Marcus Berkmann

Quirky books for Christmas

After the Christmas ‘funny’ books, here’s an even larger pile of Christmas ‘quirky’ books.

issue 12 December 2009

After the Christmas ‘funny’ books, here’s an even larger pile of Christmas ‘quirky’ books.

After the Christmas ‘funny’ books, here’s an even larger pile of Christmas ‘quirky’ books. In practice, quirky books aren’t just for Christmas, they’re for the whole year round. But try telling a publisher that. Thousands of them have been pouring out this autumn, and in the pre-Christmas jungle good books will surely be lost, consumed by larger and nastier predators in a single contemptuous gulp.

In Ghoul Britannia (Short Books, £12.99), Andrew Martin muses on ‘a nation primed for ghostliness’. Our weather is just right, our landscape could have been designed for the purpose, and we have loads of rickety old houses that creak ominously in the middle of the night, even when they are not being burgled. I wouldn’t be surprised if more of us believe in ghosts than believe in God. Martin likes to sit with his friends in darkened Victorian boozers swapping ghost stories, and his great personal disappointment (verging on tragedy) is that he has never seen a ghost himself. Instead he holes up in the British Library and devours every known book on the subject, factual or fictional.

This slender volume, artfully structured and a pleasure to read, almost feels like an accidental by-product of this research. Martin is probably best known for his wonderfully atmospheric novels about Jim Stringer, railway detective, but his non- fiction has a wry, deadpan flavour of its own. He ends the book with a brand new ghost story that avoids all the clichés he has spent the previous 200 pages quietly debunking.

Complete and Utter Zebu by Simon Rose and Steve Caplin (Old Street Publishing, £8.99) is one of several books this year (and every year) to be fuelled by rage, frustration and disappointment. A zebu is a large and ungainly mammal whose unfeasibly chewy meat is often passed off as ‘steak’ in pubs and restaurants. The utter shamelessness of this deception has inspired Rose and Caplin to seek out other examples of lies and bullshit in the world today, of which there are so many I feel confident they could make this an annual volume.

Of course this is not unfamiliar territory. If you coralled all the writers who make a decent living from ranting about the iniquities of modern life into Wembley Stadium, and locked the door behind them . . . well, I’m not sure I’d mind terribly. What distinguishes Rose and Caplin from the pack is their extreme reasonableness. They come from opposing political viewpoints, so for anything to get into their book, it has to have appalled them both. Instead of ranting, they offer thorough research, some good, clear writing and a likeable tone of mild melancholy, as though this is really all we can hope to expect. By comparison, most of this year’s grumpy-old-men books are complete and utter zebu.

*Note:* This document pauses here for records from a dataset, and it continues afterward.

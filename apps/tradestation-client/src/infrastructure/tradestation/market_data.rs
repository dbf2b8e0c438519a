//! Bar chart fetches: single queries and multi-symbol fan-outs.

use chrono::{Duration, NaiveDate};
use futures::future::join_all;
use serde_json::Value;

use super::bars::parse_bars;
use super::client::TradeStationClient;
use crate::application::ports::{BarQuery, BarUnit, BarWindow};
use crate::domain::market_calendar::{check_intraday_capacity, session_open_utc};
use crate::domain::{Bar, BatchResult, SymbolOutcome, SymbolResult};
use crate::error::ClientError;
use crate::infrastructure::metrics::{self, Operation};

const DATE_FORMAT: &str = "%Y-%m-%d";
const INTRADAY_INTERVAL: u32 = 5;
const INTRADAY_BARS_BACK: u32 = 78;
const STALE_AFTER_DAYS: i64 = 5;

impl TradeStationClient {
    /// Fetch bars for one validated query.
    ///
    /// # Errors
    ///
    /// Propagates authentication, HTTP, network and parse failures.
    pub async fn get_bars(&self, query: &BarQuery) -> Result<Vec<Bar>, ClientError> {
        self.fetch_bars(query, Operation::GetBars).await
    }

    /// Minute bars for every symbol between `start` and `end` (default today).
    ///
    /// The range is checked against the provider's bar ceiling before any
    /// request. Symbols that failed on an earlier call are skipped; a symbol
    /// that fails now is reported and skipped from then on. Cancellation and
    /// invalid symbols are reported without marking the symbol.
    ///
    /// # Errors
    ///
    /// `InvalidArgument` for a zero interval, `RangeTooLarge` if the range
    /// needs more than [`MAX_INTRADAY_BARS`] bars. Per-symbol failures never
    /// fail the call.
    ///
    /// [`MAX_INTRADAY_BARS`]: crate::domain::market_calendar::MAX_INTRADAY_BARS
    pub async fn get_historical_intraday_data<S: AsRef<str>>(
        &self,
        symbols: &[S],
        start: NaiveDate,
        end: Option<NaiveDate>,
        interval: u32,
    ) -> Result<BatchResult, ClientError> {
        let end = end.unwrap_or_else(|| self.clock().today());
        let required = check_intraday_capacity(start, end, interval)?;
        tracing::debug!(
            symbols = symbols.len(),
            %start,
            %end,
            interval,
            required,
            "Fetching historical intraday bars"
        );

        let fetches = symbols.iter().map(|symbol| async move {
            let symbol = symbol.as_ref();
            if self.is_ignored(symbol) {
                tracing::debug!(symbol, "Skipping ignored symbol");
                return SymbolResult {
                    symbol: symbol.to_string(),
                    outcome: SymbolOutcome::Skipped,
                };
            }

            let result: Result<Vec<Bar>, ClientError> = async {
                let query = BarQuery::with_window(
                    symbol,
                    interval,
                    BarUnit::Minute,
                    BarWindow::FirstDate(start.format(DATE_FORMAT).to_string()),
                    Some(end.format(DATE_FORMAT).to_string()),
                )?;
                self.fetch_bars(&query, Operation::HistoricalIntraday).await
            }
            .await;

            let outcome = match result {
                Ok(bars) => SymbolOutcome::Fetched(bars),
                Err(e @ (ClientError::Cancelled | ClientError::InvalidArgument(_))) => {
                    tracing::warn!(
                        symbol,
                        operation = Operation::HistoricalIntraday.as_str(),
                        error = %e,
                        "Historical intraday fetch not attempted"
                    );
                    SymbolOutcome::Failed(e)
                }
                Err(e) => {
                    tracing::error!(
                        symbol,
                        operation = Operation::HistoricalIntraday.as_str(),
                        error = %e,
                        "Historical intraday fetch failed; ignoring symbol"
                    );
                    metrics::record_fetch_failure(Operation::HistoricalIntraday);
                    self.ignore(symbol);
                    SymbolOutcome::Failed(e)
                }
            };
            SymbolResult {
                symbol: symbol.to_string(),
                outcome,
            }
        });

        Ok(BatchResult::new(join_all(fetches).await))
    }

    /// The last 78 five-minute bars up to each date, pairing `symbols[i]`
    /// with `dates[i]`.
    ///
    /// Extra entries in the longer input are dropped. Dates after today are
    /// clamped to today. Failures are reported per pair and do not touch the
    /// ignore-set.
    pub async fn get_intraday_data<S: AsRef<str>>(
        &self,
        symbols: &[S],
        dates: &[NaiveDate],
    ) -> BatchResult {
        let today = self.clock().today();

        let fetches = symbols.iter().zip(dates).map(|(symbol, date)| async move {
            let symbol = symbol.as_ref();
            let last_date = (*date).min(today);
            let result: Result<Vec<Bar>, ClientError> = async {
                let query = BarQuery::with_window(
                    symbol,
                    INTRADAY_INTERVAL,
                    BarUnit::Minute,
                    BarWindow::BarsBack(INTRADAY_BARS_BACK),
                    Some(last_date.format(DATE_FORMAT).to_string()),
                )?;
                self.fetch_bars(&query, Operation::IntradayData).await
            }
            .await;

            let outcome = match result {
                Ok(bars) => SymbolOutcome::Fetched(bars),
                Err(e) => {
                    tracing::error!(
                        symbol,
                        operation = Operation::IntradayData.as_str(),
                        %last_date,
                        error = %e,
                        "Intraday fetch failed"
                    );
                    metrics::record_fetch_failure(Operation::IntradayData);
                    SymbolOutcome::Failed(e)
                }
            };
            SymbolResult {
                symbol: symbol.to_string(),
                outcome,
            }
        });

        BatchResult::new(join_all(fetches).await)
    }

    /// Today's five-minute bars since the session open. Empty on failure.
    pub async fn get_current_day_intraday_bars(&self, symbol: &str) -> Vec<Bar> {
        let now = self.clock().now();
        let first = session_open_utc(now.date_naive(), *now.offset());

        let result: Result<Vec<Bar>, ClientError> = async {
            let query = BarQuery::with_window(
                symbol,
                INTRADAY_INTERVAL,
                BarUnit::Minute,
                BarWindow::FirstDate(first.format("%Y-%m-%dT%H:%M:%SZ").to_string()),
                None,
            )?;
            self.fetch_bars(&query, Operation::CurrentDay).await
        }
        .await;

        result.unwrap_or_else(|e| {
            tracing::error!(symbol, error = %e, "Current day intraday fetch failed");
            metrics::record_fetch_failure(Operation::CurrentDay);
            Vec::new()
        })
    }

    /// `days_back` daily bars ending at `last_date` (default today).
    ///
    /// Returns nothing if the newest bar is more than five days older than
    /// `last_date`, or on failure.
    pub async fn get_historical_daily_bars(
        &self,
        symbol: &str,
        days_back: u32,
        last_date: Option<NaiveDate>,
    ) -> Vec<Bar> {
        let last_date = last_date.unwrap_or_else(|| self.clock().today());

        let result: Result<Vec<Bar>, ClientError> = async {
            let query = BarQuery::with_window(
                symbol,
                1,
                BarUnit::Daily,
                BarWindow::BarsBack(days_back),
                Some(last_date.format(DATE_FORMAT).to_string()),
            )?;
            self.fetch_bars(&query, Operation::HistoricalDaily).await
        }
        .await;

        match result {
            Ok(bars) => {
                let cutoff = last_date - Duration::days(STALE_AFTER_DAYS);
                match bars.last() {
                    Some(newest) if newest.date < cutoff => {
                        tracing::warn!(
                            symbol,
                            newest = %newest.date,
                            %cutoff,
                            "Daily bars are stale; discarding"
                        );
                        Vec::new()
                    }
                    _ => bars,
                }
            }
            Err(e) => {
                tracing::error!(symbol, error = %e, "Historical daily fetch failed");
                metrics::record_fetch_failure(Operation::HistoricalDaily);
                Vec::new()
            }
        }
    }

    async fn fetch_bars(&self, query: &BarQuery, operation: Operation) -> Result<Vec<Bar>, ClientError> {
        metrics::record_request(operation);
        let path = format!("/marketdata/barcharts/{}", query.symbol());
        let raw: Value = self.api_get(&path, &query.query_pairs()).await?;
        let bars = parse_bars(&raw, query.symbol())?;
        tracing::debug!(
            symbol = query.symbol(),
            operation = operation.as_str(),
            count = bars.len(),
            "Fetched bars"
        );
        Ok(bars)
    }
}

Justin Pollard is a writer for QI — one of their famous ‘elves’ — and a historical consultant in film and television who tells them they’re doing it all wrong and, I imagine, is paid well to be ignored. Secret Britain: The Hidden Bits of Our History (John Murray, £12.99) is his third book of historical curiosities, and I think his best. There is no overriding narrative, for Pollard’s preferred format is the gobbet — 600-800-word stories of dodgy Britons past, amusingly and energetically told. Some are familiar: the Cottingley fairies are here, as are Piltdown Man and the Tichborne Claimant. But most were new to me, and lavatories everywhere will gain from the addition of this splendid volume. Pollard has the QI knack of knowing what’s funny and interesting, while avoiding the slight strain of smugness that the programme’s makers have never quite managed to eradicate, possibly because they have never tried.

Also destined for educated loos is Sandi Toksvig’s The Chain of Curiosity (Sphere, £9.99), a compilation of her consistently excellent columns for the Sunday Telegraph. The cover blurb goes on about how funny and witty and droll she is, and even goes so far as to use the word ‘whimsical’, which alone might deter thousands of potential purchasers. But humour isn’t the defining quality of the Toksvig column, as much as her fascination with historical trivia and anecdote. Out of these disparate blobs of random information she weaves weekly pieces of great flow and charm, which never fail to set off at least one tiny firework of wonder in your brain. I have even tried it after a heavy lunch, and it still works.

If you want your brain pushed slightly further, ideally before that heavy lunch, you might prefer to sample Professor Stewart’s Hoard of Mathematical Treasures (Profile, £12.99). Ian Stewart is an emeritus professor at the University of Warwick and possibly mathematics’ most energetic evangelist, publishing a book nearly as often as David Crystal writes one about language or linguistics. (Do these men never sleep?) This latest collection of mathematical oddities assumes little on the part of the reader other than a quickish mind and a certain intellectual curiosity, which obviously rules out most of the population. But it would make an ideal present for anyone addicted to sudoku-like puzzles and beginning to wonder what might lie beyond.